Wherever the string "construction" shows up in the records below, return that line.

*** Opening Task material ***

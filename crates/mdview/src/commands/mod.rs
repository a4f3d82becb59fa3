//! CLI command implementations.

pub(crate) mod serve;

pub(crate) use serve::ServeArgs;
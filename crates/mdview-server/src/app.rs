//! Router construction.
//!
//! Builds the axum router with all routes and middleware.

use std::sync::Arc;

use axum::Router;
use axum::routing::get;
use tower_http::trace::TraceLayer;

use crate::handlers;
use crate::state::AppState;
use crate::static_files;

/// Create the application router.
pub(crate) fn create_router(state: Arc<AppState>) -> Router {
    Router::new()
        .route("/", get(handlers::viewer::view_document))
        .route("/assets/{file}", get(static_files::serve_asset))
        .layer(TraceLayer::new_for_http())
        .with_state(state)
}
//! `mdview serve` command implementation.

use std::path::PathBuf;

use clap::Args;
use mdview_config::{CliSettings, Config};
use mdview_server::{run_server, server_config_from_config};

use crate::error::CliError;
use crate::output::Output;

/// Arguments for the serve command.
#[derive(Args)]
pub(crate) struct ServeArgs {
    /// Path to configuration file (default: auto-discover mdview.toml).
    #[arg(short, long)]
    config: Option<PathBuf>,

    /// Documentation source directory (overrides config).
    #[arg(short, long)]
    source_dir: Option<PathBuf>,

    /// Host to bind to (overrides config).
    #[arg(long)]
    host: Option<String>,

    /// Port to bind to (overrides config).
    #[arg(short, long)]
    port: Option<u16>,

    /// Page title shown in the navbar (overrides config).
    #[arg(long)]
    title: Option<String>,

    /// Enable dark mode (overrides config).
    #[arg(long)]
    dark_mode: bool,

    /// Disable dark mode.
    #[arg(long, conflicts_with = "dark_mode")]
    no_dark_mode: bool,

    /// Enable verbose output (request and scan logs).
    #[arg(short, long)]
    pub verbose: bool,
}

impl ServeArgs {
    /// Execute the serve command.
    ///
    /// # Errors
    ///
    /// Returns an error if configuration fails or the server fails to start.
    pub(crate) async fn execute(self, version: &str) -> Result<(), CliError> {
        let output = Output::new();

        // Resolve flags before moving into CliSettings
        let dark_mode = self.resolve_dark_mode();

        let cli_settings = CliSettings {
            host: self.host,
            port: self.port,
            source_dir: self.source_dir,
            title: self.title,
            dark_mode,
        };

        let config = Config::load(self.config.as_deref(), Some(&cli_settings))?;

        output.info(&format!("mdview {version}"));
        output.info(&format!(
            "Starting server on {}:{}",
            config.server.host, config.server.port
        ));
        output.info(&format!(
            "Source directory: {}",
            config.docs.source_dir.display()
        ));
        if config.viewer.dark_mode {
            output.info("Dark mode: enabled");
        }

        let server_config = server_config_from_config(&config);
        run_server(server_config)
            .await
            .map_err(|e| CliError::Server(e.to_string()))?;

        Ok(())
    }

    /// Resolve dark mode from --dark-mode/--no-dark-mode flags.
    ///
    /// Neither flag means the config file decides.
    fn resolve_dark_mode(&self) -> Option<bool> {
        self.no_dark_mode.then_some(false).or(self.dark_mode.then_some(true))
    }
}
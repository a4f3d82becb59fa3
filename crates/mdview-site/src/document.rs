//! Document identity and model.

use std::fmt;
use std::path::{Path, PathBuf};

/// Opaque document identifier, derived from the filename stem.
///
/// `getting-started.md` yields the id `getting-started`. Unique within
/// a repository; round-trips through [`crate::DocRepository::get`].
#[derive(Clone, Debug, PartialEq, Eq, Hash)]
pub struct DocId(String);

impl DocId {
    /// Derive the id from a file name by dropping the extension.
    #[must_use]
    pub fn from_file_name(name: &str) -> Self {
        let stem = Path::new(name)
            .file_stem()
            .map_or_else(|| name.to_owned(), |s| s.to_string_lossy().into_owned());
        Self(stem)
    }

    /// The id as a string slice.
    #[must_use]
    pub fn as_str(&self) -> &str {
        &self.0
    }
}

impl fmt::Display for DocId {
    fn fmt(&self, f: &mut fmt::Formatter<'_>) -> fmt::Result {
        f.write_str(&self.0)
    }
}

/// One discoverable Markdown document.
///
/// Created at repository construction; immutable thereafter.
#[derive(Clone, Debug, PartialEq, Eq)]
pub struct Document {
    /// Unique identifier, used in the `doc` request parameter.
    pub id: DocId,
    /// Display title for the switcher menu.
    pub title: String,
    /// Path usable with the storage backend to read the raw text.
    pub path: PathBuf,
}

/// Build a display title from a filename stem.
///
/// Separators become spaces and each word is capitalized:
/// `getting-started` becomes `Getting Started`.
pub(crate) fn title_from_stem(stem: &str) -> String {
    stem.split(['-', '_', ' '])
        .filter(|word| !word.is_empty())
        .map(capitalize)
        .collect::<Vec<_>>()
        .join(" ")
}

fn capitalize(word: &str) -> String {
    let mut chars = word.chars();
    match chars.next() {
        Some(first) => first.to_uppercase().chain(chars).collect(),
        None => String::new(),
    }
}

#[cfg(test)]
mod tests {
    use pretty_assertions::assert_eq;

    use super::*;

    #[test]
    fn test_doc_id_from_file_name() {
        assert_eq!(DocId::from_file_name("intro.md").as_str(), "intro");
        assert_eq!(
            DocId::from_file_name("getting-started.md").as_str(),
            "getting-started"
        );
    }

    #[test]
    fn test_doc_id_uppercase_extension() {
        assert_eq!(DocId::from_file_name("README.MD").as_str(), "README");
    }

    #[test]
    fn test_doc_id_without_extension() {
        assert_eq!(DocId::from_file_name("notes").as_str(), "notes");
    }

    #[test]
    fn test_doc_id_display() {
        assert_eq!(DocId::from_file_name("intro.md").to_string(), "intro");
    }

    #[test]
    fn test_title_from_stem_capitalizes_words() {
        assert_eq!(title_from_stem("getting-started"), "Getting Started");
        assert_eq!(title_from_stem("api_reference"), "Api Reference");
    }

    #[test]
    fn test_title_from_stem_single_word() {
        assert_eq!(title_from_stem("intro"), "Intro");
    }

    #[test]
    fn test_title_from_stem_collapses_empty_words() {
        assert_eq!(title_from_stem("a--b"), "A B");
    }
}
//! Static asset serving.
//!
//! The two stylesheets are embedded at compile time so the binary
//! runs without any files next to it.

use axum::body::Body;
use axum::extract::Path;
use axum::http::{StatusCode, header};
use axum::response::{IntoResponse, Response};

const STYLES_CSS: &str = include_str!("../assets/styles.css");
const STYLES_DARK_CSS: &str = include_str!("../assets/styles-dark.css");

/// Look up an embedded asset by file name.
fn get(file: &str) -> Option<&'static str> {
    match file {
        "styles.css" => Some(STYLES_CSS),
        "styles-dark.css" => Some(STYLES_DARK_CSS),
        _ => None,
    }
}

/// Serve an embedded asset, or 404 for anything not embedded.
pub(crate) async fn serve_asset(Path(file): Path<String>) -> Response {
    match get(&file) {
        Some(content) => Response::builder()
            .status(StatusCode::OK)
            .header(header::CONTENT_TYPE, "text/css; charset=utf-8")
            .body(Body::from(content))
            .unwrap(),
        None => StatusCode::NOT_FOUND.into_response(),
    }
}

*** Closing Task material ***

**Exercise result**
//! Router construction.
/// Created at repository construction; immutable thereafter.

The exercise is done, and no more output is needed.